BEGIN Source data
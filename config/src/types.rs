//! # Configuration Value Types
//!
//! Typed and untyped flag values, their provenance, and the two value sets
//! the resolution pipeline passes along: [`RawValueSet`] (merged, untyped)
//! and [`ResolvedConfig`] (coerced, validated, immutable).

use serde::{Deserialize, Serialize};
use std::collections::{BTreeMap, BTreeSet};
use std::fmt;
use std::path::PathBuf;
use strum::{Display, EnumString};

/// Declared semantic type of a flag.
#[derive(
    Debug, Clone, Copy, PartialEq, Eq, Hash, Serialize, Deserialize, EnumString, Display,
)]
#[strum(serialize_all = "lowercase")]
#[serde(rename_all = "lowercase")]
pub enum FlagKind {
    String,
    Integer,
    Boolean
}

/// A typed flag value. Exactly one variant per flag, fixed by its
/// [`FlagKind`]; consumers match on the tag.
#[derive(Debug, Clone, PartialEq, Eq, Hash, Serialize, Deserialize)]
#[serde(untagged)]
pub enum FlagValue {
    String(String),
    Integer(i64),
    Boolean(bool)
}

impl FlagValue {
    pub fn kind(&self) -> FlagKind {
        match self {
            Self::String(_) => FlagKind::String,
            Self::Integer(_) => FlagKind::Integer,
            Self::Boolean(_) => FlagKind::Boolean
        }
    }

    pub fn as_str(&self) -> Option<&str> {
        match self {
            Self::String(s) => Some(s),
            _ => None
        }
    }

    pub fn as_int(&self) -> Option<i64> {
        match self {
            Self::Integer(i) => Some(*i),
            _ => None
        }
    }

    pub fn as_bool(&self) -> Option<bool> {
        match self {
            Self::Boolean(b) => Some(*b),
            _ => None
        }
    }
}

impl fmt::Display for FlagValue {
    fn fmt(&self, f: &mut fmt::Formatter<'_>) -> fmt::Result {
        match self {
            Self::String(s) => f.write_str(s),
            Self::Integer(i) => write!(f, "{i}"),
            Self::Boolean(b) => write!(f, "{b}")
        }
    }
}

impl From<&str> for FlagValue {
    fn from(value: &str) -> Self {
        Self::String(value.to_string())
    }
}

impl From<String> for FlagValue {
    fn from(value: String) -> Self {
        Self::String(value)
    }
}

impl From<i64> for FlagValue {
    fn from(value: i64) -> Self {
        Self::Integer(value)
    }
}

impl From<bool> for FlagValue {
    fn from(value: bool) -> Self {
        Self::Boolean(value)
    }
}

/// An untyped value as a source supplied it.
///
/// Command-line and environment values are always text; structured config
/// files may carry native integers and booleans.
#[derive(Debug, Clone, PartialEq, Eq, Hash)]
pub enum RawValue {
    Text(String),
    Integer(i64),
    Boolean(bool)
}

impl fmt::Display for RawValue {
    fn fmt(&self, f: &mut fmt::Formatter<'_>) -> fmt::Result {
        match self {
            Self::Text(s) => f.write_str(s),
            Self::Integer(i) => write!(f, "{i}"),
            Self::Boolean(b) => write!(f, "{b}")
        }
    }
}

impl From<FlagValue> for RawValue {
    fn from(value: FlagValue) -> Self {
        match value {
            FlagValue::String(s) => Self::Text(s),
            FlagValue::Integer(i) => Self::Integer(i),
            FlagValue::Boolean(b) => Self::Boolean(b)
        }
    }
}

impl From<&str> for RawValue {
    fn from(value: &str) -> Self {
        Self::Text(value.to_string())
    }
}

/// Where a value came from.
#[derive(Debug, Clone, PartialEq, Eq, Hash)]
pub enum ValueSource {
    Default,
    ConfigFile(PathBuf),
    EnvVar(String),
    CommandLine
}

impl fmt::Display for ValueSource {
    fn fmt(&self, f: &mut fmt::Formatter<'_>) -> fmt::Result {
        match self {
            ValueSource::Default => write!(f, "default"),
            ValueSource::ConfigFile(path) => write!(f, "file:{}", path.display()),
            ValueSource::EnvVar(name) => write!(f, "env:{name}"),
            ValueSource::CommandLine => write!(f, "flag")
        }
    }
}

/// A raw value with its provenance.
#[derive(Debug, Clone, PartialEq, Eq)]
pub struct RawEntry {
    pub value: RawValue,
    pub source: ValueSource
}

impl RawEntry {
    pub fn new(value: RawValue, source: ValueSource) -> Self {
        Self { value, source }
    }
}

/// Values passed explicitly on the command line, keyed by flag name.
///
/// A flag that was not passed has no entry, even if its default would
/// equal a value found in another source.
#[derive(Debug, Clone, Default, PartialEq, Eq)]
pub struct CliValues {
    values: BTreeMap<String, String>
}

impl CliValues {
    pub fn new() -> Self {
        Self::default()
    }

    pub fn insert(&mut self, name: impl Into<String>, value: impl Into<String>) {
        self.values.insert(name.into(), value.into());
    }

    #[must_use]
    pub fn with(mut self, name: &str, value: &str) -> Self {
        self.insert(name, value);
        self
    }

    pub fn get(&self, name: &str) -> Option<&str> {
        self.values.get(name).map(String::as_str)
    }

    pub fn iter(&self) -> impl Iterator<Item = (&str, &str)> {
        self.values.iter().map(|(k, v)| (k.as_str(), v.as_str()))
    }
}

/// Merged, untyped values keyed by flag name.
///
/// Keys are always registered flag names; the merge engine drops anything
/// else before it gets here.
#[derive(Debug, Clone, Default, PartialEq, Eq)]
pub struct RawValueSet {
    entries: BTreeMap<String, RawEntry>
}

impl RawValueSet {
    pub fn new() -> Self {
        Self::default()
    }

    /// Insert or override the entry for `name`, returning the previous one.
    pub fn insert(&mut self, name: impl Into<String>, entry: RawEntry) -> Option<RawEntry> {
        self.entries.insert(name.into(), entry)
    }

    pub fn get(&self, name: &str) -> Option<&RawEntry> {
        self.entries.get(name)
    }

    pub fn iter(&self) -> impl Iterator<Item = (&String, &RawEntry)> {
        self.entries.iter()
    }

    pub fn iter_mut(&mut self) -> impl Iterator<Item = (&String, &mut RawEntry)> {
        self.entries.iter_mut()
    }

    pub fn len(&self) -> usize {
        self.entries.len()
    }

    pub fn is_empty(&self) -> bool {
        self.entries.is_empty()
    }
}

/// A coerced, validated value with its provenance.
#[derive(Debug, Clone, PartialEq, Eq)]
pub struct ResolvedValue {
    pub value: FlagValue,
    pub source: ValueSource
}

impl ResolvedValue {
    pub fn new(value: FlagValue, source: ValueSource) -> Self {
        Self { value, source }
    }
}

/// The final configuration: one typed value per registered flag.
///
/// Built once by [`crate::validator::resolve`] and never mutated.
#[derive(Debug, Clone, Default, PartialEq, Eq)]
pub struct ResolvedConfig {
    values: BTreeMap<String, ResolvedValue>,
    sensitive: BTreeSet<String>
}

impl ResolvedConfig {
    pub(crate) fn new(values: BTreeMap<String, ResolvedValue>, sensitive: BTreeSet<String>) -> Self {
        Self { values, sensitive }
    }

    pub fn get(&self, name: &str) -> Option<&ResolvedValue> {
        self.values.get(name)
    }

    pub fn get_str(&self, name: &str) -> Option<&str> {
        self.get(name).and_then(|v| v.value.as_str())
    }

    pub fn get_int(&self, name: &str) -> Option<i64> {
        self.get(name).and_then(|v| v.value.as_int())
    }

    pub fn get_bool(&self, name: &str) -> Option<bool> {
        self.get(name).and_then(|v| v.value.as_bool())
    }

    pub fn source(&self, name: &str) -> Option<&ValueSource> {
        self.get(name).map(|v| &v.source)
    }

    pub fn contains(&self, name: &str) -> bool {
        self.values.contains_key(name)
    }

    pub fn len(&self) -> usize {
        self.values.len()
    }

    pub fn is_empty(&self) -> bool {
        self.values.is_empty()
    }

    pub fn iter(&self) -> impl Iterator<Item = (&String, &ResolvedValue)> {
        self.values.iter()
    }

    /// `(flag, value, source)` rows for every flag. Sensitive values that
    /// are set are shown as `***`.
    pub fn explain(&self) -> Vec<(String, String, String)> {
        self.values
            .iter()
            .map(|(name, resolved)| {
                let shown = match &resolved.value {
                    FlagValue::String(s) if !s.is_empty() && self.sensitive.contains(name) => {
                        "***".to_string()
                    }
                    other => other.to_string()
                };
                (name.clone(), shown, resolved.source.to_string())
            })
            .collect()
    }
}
END Source data
BEGIN Source data
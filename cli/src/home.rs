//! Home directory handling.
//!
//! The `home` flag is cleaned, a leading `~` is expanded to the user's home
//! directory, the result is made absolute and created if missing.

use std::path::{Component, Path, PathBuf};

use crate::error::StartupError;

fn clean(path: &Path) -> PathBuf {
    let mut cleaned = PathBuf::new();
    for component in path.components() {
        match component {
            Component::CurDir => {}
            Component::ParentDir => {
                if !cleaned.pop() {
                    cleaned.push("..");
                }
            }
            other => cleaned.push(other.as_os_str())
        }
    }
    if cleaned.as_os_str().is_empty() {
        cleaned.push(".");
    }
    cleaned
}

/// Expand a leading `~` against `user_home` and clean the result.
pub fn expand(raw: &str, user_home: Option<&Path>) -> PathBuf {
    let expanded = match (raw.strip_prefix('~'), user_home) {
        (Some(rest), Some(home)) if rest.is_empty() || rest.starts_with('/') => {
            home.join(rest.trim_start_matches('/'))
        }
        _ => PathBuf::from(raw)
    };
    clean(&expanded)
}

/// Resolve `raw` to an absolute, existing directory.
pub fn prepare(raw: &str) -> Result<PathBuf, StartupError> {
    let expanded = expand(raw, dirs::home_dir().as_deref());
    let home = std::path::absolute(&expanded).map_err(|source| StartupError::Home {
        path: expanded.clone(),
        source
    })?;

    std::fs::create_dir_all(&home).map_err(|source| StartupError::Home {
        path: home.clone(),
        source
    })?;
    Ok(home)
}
END Source data
BEGIN Source data
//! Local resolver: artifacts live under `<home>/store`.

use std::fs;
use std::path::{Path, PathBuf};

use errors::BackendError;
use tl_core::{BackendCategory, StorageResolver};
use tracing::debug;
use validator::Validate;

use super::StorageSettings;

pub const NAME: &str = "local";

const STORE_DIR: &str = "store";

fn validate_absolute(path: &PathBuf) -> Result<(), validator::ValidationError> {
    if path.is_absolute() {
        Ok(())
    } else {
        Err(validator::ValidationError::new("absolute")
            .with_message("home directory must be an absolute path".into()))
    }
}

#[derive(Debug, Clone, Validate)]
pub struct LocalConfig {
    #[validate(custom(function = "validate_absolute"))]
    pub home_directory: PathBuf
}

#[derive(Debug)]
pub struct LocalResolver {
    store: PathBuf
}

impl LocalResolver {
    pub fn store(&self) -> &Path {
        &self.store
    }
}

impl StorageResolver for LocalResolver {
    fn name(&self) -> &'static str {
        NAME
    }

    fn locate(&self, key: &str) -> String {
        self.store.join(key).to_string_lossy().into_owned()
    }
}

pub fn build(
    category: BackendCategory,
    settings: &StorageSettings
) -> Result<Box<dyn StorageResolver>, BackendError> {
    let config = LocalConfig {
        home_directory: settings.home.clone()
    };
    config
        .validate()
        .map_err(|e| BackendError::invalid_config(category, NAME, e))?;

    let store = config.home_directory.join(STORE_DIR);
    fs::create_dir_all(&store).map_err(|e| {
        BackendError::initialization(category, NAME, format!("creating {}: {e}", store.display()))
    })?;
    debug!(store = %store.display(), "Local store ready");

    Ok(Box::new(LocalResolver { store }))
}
END Source data
● Task statement
Read through the records above and copy the lines that contain "passed".

● Written response
/// Values passed explicitly on the command line, keyed by flag name.
/// A flag that was not passed has no entry, even if its default would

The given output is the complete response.